▸ **DIRECTIONS**
The response has to be every entry, printed word for word.

++++++

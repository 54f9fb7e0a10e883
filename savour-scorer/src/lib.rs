//! Fuzzy scoring and ranking for Savour.
//!
//! The crate turns a [`PreferenceProfile`](savour_core::PreferenceProfile)
//! into weighted category degrees, scores every candidate of a
//! [`Catalog`](savour_core::Catalog) by summing per-feature dot products,
//! normalises by the profile's total weight and ranks the result.
//!
//! - [`fuzzify_profile`] maps each preference onto `membership * weight`.
//! - [`FuzzyScorer`] implements [`Scorer`](savour_core::Scorer) by fuzzifying
//!   candidate values on demand; [`PrecomputedScorer`] reads them from a
//!   [`PrecomputedCatalog`] built once at startup.
//! - [`score_catalog`] normalises raw scores and [`rank`] orders them.
//! - [`Recommender`] chains the steps for a fixed model and catalog.
//!
//! # Examples
//!
//! ```
//! use savour_core::{Candidate, Catalog, Domain, Feature, FuzzyModel, PreferenceProfile, Triangle};
//! use savour_scorer::Recommender;
//!
//! let price = Feature::new("price", Domain::default())?
//!     .with_category("cheap", Triangle::new(0.0, 0.0, 40.0)?)?
//!     .with_category("expensive", Triangle::new(60.0, 100.0, 100.0)?)?;
//! let model = FuzzyModel::new().with_feature(price)?;
//! let catalog = Catalog::new([
//!     Candidate::new("Fries").with_attribute("price", 10.0),
//!     Candidate::new("Sushi").with_attribute("price", 90.0),
//! ])?;
//!
//! let profile = PreferenceProfile::new().with_preference("price", 0.0, 1.0);
//! let recommendation = Recommender::new(model, catalog).recommend(&profile)?;
//! let top = recommendation.ranking.top(1);
//! assert_eq!(top.first().map(|entry| entry.name.as_str()), Some("Fries"));
//! # Ok::<(), Box<dyn std::error::Error>>(())
//! ```

#![forbid(unsafe_code)]
#![cfg_attr(docsrs, feature(doc_cfg))]

mod cache;
mod engine;
mod error;
mod fuzzify;
mod rank;
mod recommend;
mod types;

pub use cache::{PrecomputedCatalog, PrecomputedScorer};
pub use engine::{FuzzyScorer, score_catalog};
pub use error::ScoreError;
pub use fuzzify::fuzzify_profile;
pub use rank::rank;
pub use recommend::{Recommendation, Recommender};
pub use types::{Normalisation, Ranking, ScoreSheet, ScoredCandidate};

++++++

▸ **ANSWER TO THE PROBLEM**
repository 54f9fb7e0a10e883
filename savour-scorer/src/lib.rs
//! Fuzzy scoring and ranking for Savour.
//!
//! The crate turns a [`PreferenceProfile`](savour_core::PreferenceProfile)
//! into weighted category degrees, scores every candidate of a
//! [`Catalog`](savour_core::Catalog) by summing per-feature dot products,
//! normalises by the profile's total weight and ranks the result.
//!
//! - [`fuzzify_profile`] maps each preference onto `membership * weight`.
//! - [`FuzzyScorer`] implements [`Scorer`](savour_core::Scorer) by fuzzifying
//!   candidate values on demand; [`PrecomputedScorer`] reads them from a
//!   [`PrecomputedCatalog`] built once at startup.
//! - [`score_catalog`] normalises raw scores and [`rank`] orders them.
//! - [`Recommender`] chains the steps for a fixed model and catalog.
//!
//! # Examples
//!
//! ```
//! use savour_core::{Candidate, Catalog, Domain, Feature, FuzzyModel, PreferenceProfile, Triangle};
//! use savour_scorer::Recommender;
//!
//! let price = Feature::new("price", Domain::default())?
//!     .with_category("cheap", Triangle::new(0.0, 0.0, 40.0)?)?
//!     .with_category("expensive", Triangle::new(60.0, 100.0, 100.0)?)?;
//! let model = FuzzyModel::new().with_feature(price)?;
//! let catalog = Catalog::new([
//!     Candidate::new("Fries").with_attribute("price", 10.0),
//!     Candidate::new("Sushi").with_attribute("price", 90.0),
//! ])?;
//!
//! let profile = PreferenceProfile::new().with_preference("price", 0.0, 1.0);
//! let recommendation = Recommender::new(model, catalog).recommend(&profile)?;
//! let top = recommendation.ranking.top(1);
//! assert_eq!(top.first().map(|entry| entry.name.as_str()), Some("Fries"));
//! # Ok::<(), Box<dyn std::error::Error>>(())
//! ```

#![forbid(unsafe_code)]
#![cfg_attr(docsrs, feature(doc_cfg))]

mod cache;
mod engine;
mod error;
mod fuzzify;
mod rank;
mod recommend;
mod types;

pub use cache::{PrecomputedCatalog, PrecomputedScorer};
pub use engine::{FuzzyScorer, score_catalog};
pub use error::ScoreError;
pub use fuzzify::fuzzify_profile;
pub use rank::rank;
pub use recommend::{Recommendation, Recommender};
pub use types::{Normalisation, Ranking, ScoreSheet, ScoredCandidate};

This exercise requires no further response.